Stop after the line containing "pub struct TokenBucket": print each line exactly from the first line of the listing up to that point.

INFORMATION SUPPLIED:
++++++

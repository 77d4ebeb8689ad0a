//! Token bucket limiter with fixed or sliding refill.

use std::sync::Arc;

use async_trait::async_trait;

use crate::clock::Clock;
use crate::domain::keys::{self, LimiterKind};
use crate::domain::{AtomicScript, Decision, StoredRecord, TokenBucketConfig, WindowType};
use crate::error::RateLimitError;
use crate::ports::{AtomicStore, RateLimiter};

const SLIDING_SUFFIX: &str = "sliding";

/// Capacity-bounded limiter.
///
/// In [`WindowType::Fixed`] mode the key embeds the window index, so every
/// interval starts with a full bucket. In [`WindowType::Sliding`] mode a single
/// record is refilled by `floor(elapsed * refill_rate / interval)` tokens on
/// each successful take.
///
/// Tokens never go below zero: a take larger than the available tokens is
/// rejected and leaves the bucket untouched.
pub struct TokenBucket {
    store: Arc<dyn AtomicStore>,
    clock: Arc<dyn Clock>,
    config: TokenBucketConfig,
    name: String,
}

impl TokenBucket {
    pub fn new(
        config: TokenBucketConfig,
        store: Arc<dyn AtomicStore>,
        clock: Arc<dyn Clock>,
    ) -> Result<Self, RateLimitError> {
        config.validate()?;
        let name = config.display_name();

        Ok(Self {
            store,
            clock,
            config,
            name,
        })
    }

    pub fn config(&self) -> &TokenBucketConfig {
        &self.config
    }

    fn key(&self, identifier: &str, now_ms: i64) -> String {
        match self.config.window {
            WindowType::Fixed => keys::windowed_key(
                &self.config.prefix,
                LimiterKind::TokenBucket,
                identifier,
                keys::window_index(now_ms, self.config.interval_ms),
            ),
            WindowType::Sliding => keys::fixed_key(
                &self.config.prefix,
                LimiterKind::TokenBucket,
                identifier,
                SLIDING_SUFFIX,
            ),
        }
    }

    fn script(&self, cost: u64, now_ms: i64) -> AtomicScript {
        match self.config.window {
            WindowType::Fixed => AtomicScript::TakeTokensFixed {
                capacity: self.config.capacity,
                cost,
                window_start_ms: keys::window_index(now_ms, self.config.interval_ms)
                    .saturating_mul(self.config.interval_ms as i64),
                interval_ms: self.config.interval_ms,
            },
            WindowType::Sliding => AtomicScript::TakeTokensSliding {
                capacity: self.config.capacity,
                cost,
                interval_ms: self.config.interval_ms,
                refill_rate: self.config.effective_refill_rate(),
                now_ms,
            },
        }
    }

    async fn take(&self, identifier: &str, cost: u64) -> Result<Decision, RateLimitError> {
        let now_ms = self.clock.now_ms();
        let key = self.key(identifier, now_ms);

        let reply = self.store.eval(&key, &self.script(cost, now_ms)).await?;
        let success = reply.flag(0)?;
        let remaining = reply.value(1)?;
        let reset_at = reply.value(2)?;

        tracing::debug!(
            identifier,
            limiter = %self.name,
            cost,
            success,
            remaining,
            "Token bucket decision"
        );

        Ok(
            Decision::new(&self.name, success, remaining, reset_at, self.config.capacity)
                .with_metadata("cost", cost),
        )
    }

    /// Take an explicit number of tokens instead of the configured take rate.
    ///
    /// Used when the real cost of an operation is only known after it was
    /// admitted. A standalone atomic take; `decide` is not consulted first.
    pub async fn update_tokens(
        &self,
        identifier: &str,
        amount: u64,
    ) -> Result<Decision, RateLimitError> {
        self.take(identifier, amount).await
    }

    /// Available tokens without taking any.
    ///
    /// Sliding refill is computed for the report but not persisted.
    /// `success` tells whether one decision at the configured take rate would pass.
    pub async fn peek(&self, identifier: &str) -> Result<Decision, RateLimitError> {
        let now_ms = self.clock.now_ms();
        let key = self.key(identifier, now_ms);

        let fields = self.store.hash_get_all(&key).await?;
        let record = (!fields.is_empty()).then_some(StoredRecord::Fields(fields));

        let (reply, _) = self.script(0, now_ms).evaluate(record.as_ref())?;
        let tokens = reply.value(1)?;

        Ok(Decision::new(
            &self.name,
            tokens >= self.config.take_rate as i64,
            tokens,
            reply.value(2)?,
            self.config.capacity,
        ))
    }
}

#[async_trait]
impl RateLimiter for TokenBucket {
    fn name(&self) -> &str {
        &self.name
    }

    async fn decide(&self, identifier: &str) -> Result<Decision, RateLimitError> {
        self.take(identifier, self.config.take_rate).await
    }

    async fn reset(&self, identifier: &str) -> Result<(), RateLimitError> {
        let key = self.key(identifier, self.clock.now_ms());
        self.store.delete(&key).await?;
        Ok(())
    }
}
//! # Tollgate Infrastructure
//!
//! Concrete implementations of the `AtomicStore` port defined in `tollgate-core`.
//!
//! ## Feature Flags
//!
//! - `redis` (default) - Redis store running every limiter script as server-side Lua
//! - `minimal` - No external dependencies, in-memory store only

pub mod store;

pub use store::InMemoryStore;

#[cfg(feature = "redis")]
pub use store::{RedisStore, RedisStoreConfig};
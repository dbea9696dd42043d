use comfy_table::{ContentArrangement, Table};

use fd_core::{Dice, pairwise};

/// Render the win/draw odds for every ordered pair of distinct dice.
pub fn odds_table(dice: &[Dice]) -> Table {
    let mut table = Table::new();
    table.set_content_arrangement(ContentArrangement::Dynamic);
    table.set_header(vec![
        "Dice 1",
        "Dice 2",
        "Dice 1 Wins %",
        "Dice 2 Wins %",
        "Draw %",
    ]);

    for row in pairwise(dice) {
        table.add_row(vec![
            dice[row.first].to_string(),
            dice[row.second].to_string(),
            format!("{:.2}", row.odds.first_wins),
            format!("{:.2}", row.odds.second_wins),
            format!("{:.2}", row.odds.draws),
        ]);
    }
    table
}

#[cfg(test)]
mod tests {
    use super::*;

    #[test]
    fn table_lists_every_ordered_pair() {
        let dice: Vec<Dice> = ["2,2,4,4,9,9", "6,8,1,1,8,6", "7,5,3,7,5,3"]
            .iter()
            .map(|s| s.parse().unwrap())
            .collect();
        let rendered = odds_table(&dice).to_string();
        assert!(rendered.contains("Dice 1 Wins %"));
        assert!(rendered.contains("55.56"));
        assert!(rendered.contains("44.44"));
        assert!(rendered.contains("[7,5,3,7,5,3]"));
        assert_eq!(odds_table(&dice).row_count(), 6);
    }
}
use std::path::Path;

use colored::Colorize;

use fd_core::{Transcript, verify_hex};

pub fn run_single(key: &str, value: u32, hmac: &str) -> Result<(), String> {
    let ok = verify_hex(key, value, hmac).map_err(|e| e.to_string())?;
    report("reveal", ok);
    if ok {
        Ok(())
    } else {
        Err("commitment does not match key and value".into())
    }
}

pub fn run_transcript(path: &Path) -> Result<(), String> {
    let json = std::fs::read_to_string(path)
        .map_err(|e| format!("failed to read {}: {e}", path.display()))?;
    let transcript = Transcript::from_json(&json).map_err(|e| e.to_string())?;
    if transcript.is_empty() {
        println!("  Transcript has no entries.");
        return Ok(());
    }

    let verdicts = transcript.verify_all().map_err(|e| e.to_string())?;
    let failed = verdicts.iter().filter(|(_, ok)| !ok).count();
    for (label, ok) in &verdicts {
        report(label, *ok);
    }

    if failed == 0 {
        Ok(())
    } else {
        Err(format!(
            "{failed} of {} entries failed verification",
            verdicts.len()
        ))
    }
}

fn report(label: &str, ok: bool) {
    if ok {
        println!("  {} {label}", "OK".green().bold());
    } else {
        println!("  {} {label}", "MISMATCH".red().bold());
    }
}
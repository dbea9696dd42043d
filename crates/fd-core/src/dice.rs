//! Six-sided dice with arbitrary integer faces.
//!
//! A die is parsed once from a comma-separated configuration such as
//! `"2,2,4,4,9,9"` and never changes afterwards. Faces may repeat and
//! may be negative.

use std::str::FromStr;

use crate::error::{CoreError, CoreResult};

/// Number of faces on every die.
pub const FACE_COUNT: usize = 6;

/// Minimum number of dice a match is configured with.
pub const MIN_DICE: usize = 3;

/// An immutable die with exactly [`FACE_COUNT`] faces.
#[derive(Debug, Clone, PartialEq, Eq, Hash)]
pub struct Dice {
    faces: [i64; FACE_COUNT],
}

impl Dice {
    /// Build a die from a list of face values.
    pub fn new(faces: &[i64]) -> CoreResult<Self> {
        let faces: [i64; FACE_COUNT] =
            faces.try_into().map_err(|_| CoreError::InvalidFaceCount {
                expected: FACE_COUNT,
                found: faces.len(),
            })?;
        Ok(Self { faces })
    }

    /// The face values in configuration order.
    pub fn faces(&self) -> &[i64; FACE_COUNT] {
        &self.faces
    }

    /// The value on the face at `index` (taken modulo the face count).
    pub fn face(&self, index: usize) -> i64 {
        self.faces[index % FACE_COUNT]
    }
}

impl FromStr for Dice {
    type Err = CoreError;

    fn from_str(s: &str) -> CoreResult<Self> {
        let faces = s
            .split(',')
            .map(|token| {
                let token = token.trim();
                token
                    .parse::<i64>()
                    .map_err(|_| CoreError::InvalidFace(token.to_string()))
            })
            .collect::<CoreResult<Vec<_>>>()?;
        Self::new(&faces)
    }
}

impl std::fmt::Display for Dice {
    fn fmt(&self, f: &mut std::fmt::Formatter<'_>) -> std::fmt::Result {
        let faces: Vec<String> = self.faces.iter().map(i64::to_string).collect();
        write!(f, "[{}]", faces.join(","))
    }
}

/// Parse every configuration into a die, requiring at least [`MIN_DICE`] of them.
///
/// The count is checked before any configuration is parsed.
pub fn parse_dice_set<S: AsRef<str>>(configs: &[S]) -> CoreResult<Vec<Dice>> {
    if configs.len() < MIN_DICE {
        return Err(CoreError::NotEnoughDice {
            found: configs.len(),
            required: MIN_DICE,
        });
    }
    configs.iter().map(|c| c.as_ref().parse()).collect()
}

#[cfg(test)]
mod tests {
    use super::*;

    #[test]
    fn parses_six_faces() {
        let dice: Dice = "1,2,3,4,5,6".parse().unwrap();
        assert_eq!(dice.faces(), &[1, 2, 3, 4, 5, 6]);
    }

    #[test]
    fn rejects_five_faces() {
        let err = "1,2,3,4,5".parse::<Dice>().unwrap_err();
        assert!(matches!(
            err,
            CoreError::InvalidFaceCount {
                expected: 6,
                found: 5
            }
        ));
    }

    #[test]
    fn rejects_seven_faces() {
        assert!("1,2,3,4,5,6,7".parse::<Dice>().is_err());
    }

    #[test]
    fn rejects_non_integer_face() {
        let err = "1,2,three,4,5,6".parse::<Dice>().unwrap_err();
        assert!(matches!(err, CoreError::InvalidFace(ref t) if t == "three"));
    }

    #[test]
    fn accepts_negative_and_duplicate_faces() {
        let dice: Dice = "-1, -1, 0, 7, 7, 7".parse().unwrap();
        assert_eq!(dice.faces(), &[-1, -1, 0, 7, 7, 7]);
    }

    #[test]
    fn face_wraps_index() {
        let dice: Dice = "10,20,30,40,50,60".parse().unwrap();
        assert_eq!(dice.face(0), 10);
        assert_eq!(dice.face(5), 60);
        assert_eq!(dice.face(6), 10);
    }

    #[test]
    fn display() {
        let dice: Dice = "2,2,4,4,9,9".parse().unwrap();
        assert_eq!(dice.to_string(), "[2,2,4,4,9,9]");
    }

    #[test]
    fn dice_set_needs_three() {
        let err = parse_dice_set(&["1,2,3,4,5,6", "1,2,3,4,5,6"]).unwrap_err();
        assert!(matches!(
            err,
            CoreError::NotEnoughDice {
                found: 2,
                required: 3
            }
        ));
    }

    #[test]
    fn dice_set_propagates_parse_errors() {
        let err = parse_dice_set(&["1,2,3,4,5,6", "1,2,3", "1,2,3,4,5,6"]).unwrap_err();
        assert!(matches!(err, CoreError::InvalidFaceCount { found: 3, .. }));
    }

    #[test]
    fn dice_set_parses_all() {
        let set = parse_dice_set(&["2,2,4,4,9,9", "6,8,1,1,8,6", "7,5,3,7,5,3"]).unwrap();
        assert_eq!(set.len(), 3);
        assert_eq!(set[2].faces(), &[7, 5, 3, 7, 5, 3]);
    }
}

++++++

OUTPUT:
repository 77d4ebeb8689ad0a
//! Token bucket limiter with fixed or sliding refill.

use std::sync::Arc;

use async_trait::async_trait;

use crate::clock::Clock;
use crate::domain::keys::{self, LimiterKind};
use crate::domain::{AtomicScript, Decision, StoredRecord, TokenBucketConfig, WindowType};
use crate::error::RateLimitError;
use crate::ports::{AtomicStore, RateLimiter};

const SLIDING_SUFFIX: &str = "sliding";

/// Capacity-bounded limiter.
///
/// In [`WindowType::Fixed`] mode the key embeds the window index, so every
/// interval starts with a full bucket. In [`WindowType::Sliding`] mode a single
/// record is refilled by `floor(elapsed * refill_rate / interval)` tokens on
/// each successful take.
///
/// Tokens never go below zero: a take larger than the available tokens is
/// rejected and leaves the bucket untouched.
pub struct TokenBucket {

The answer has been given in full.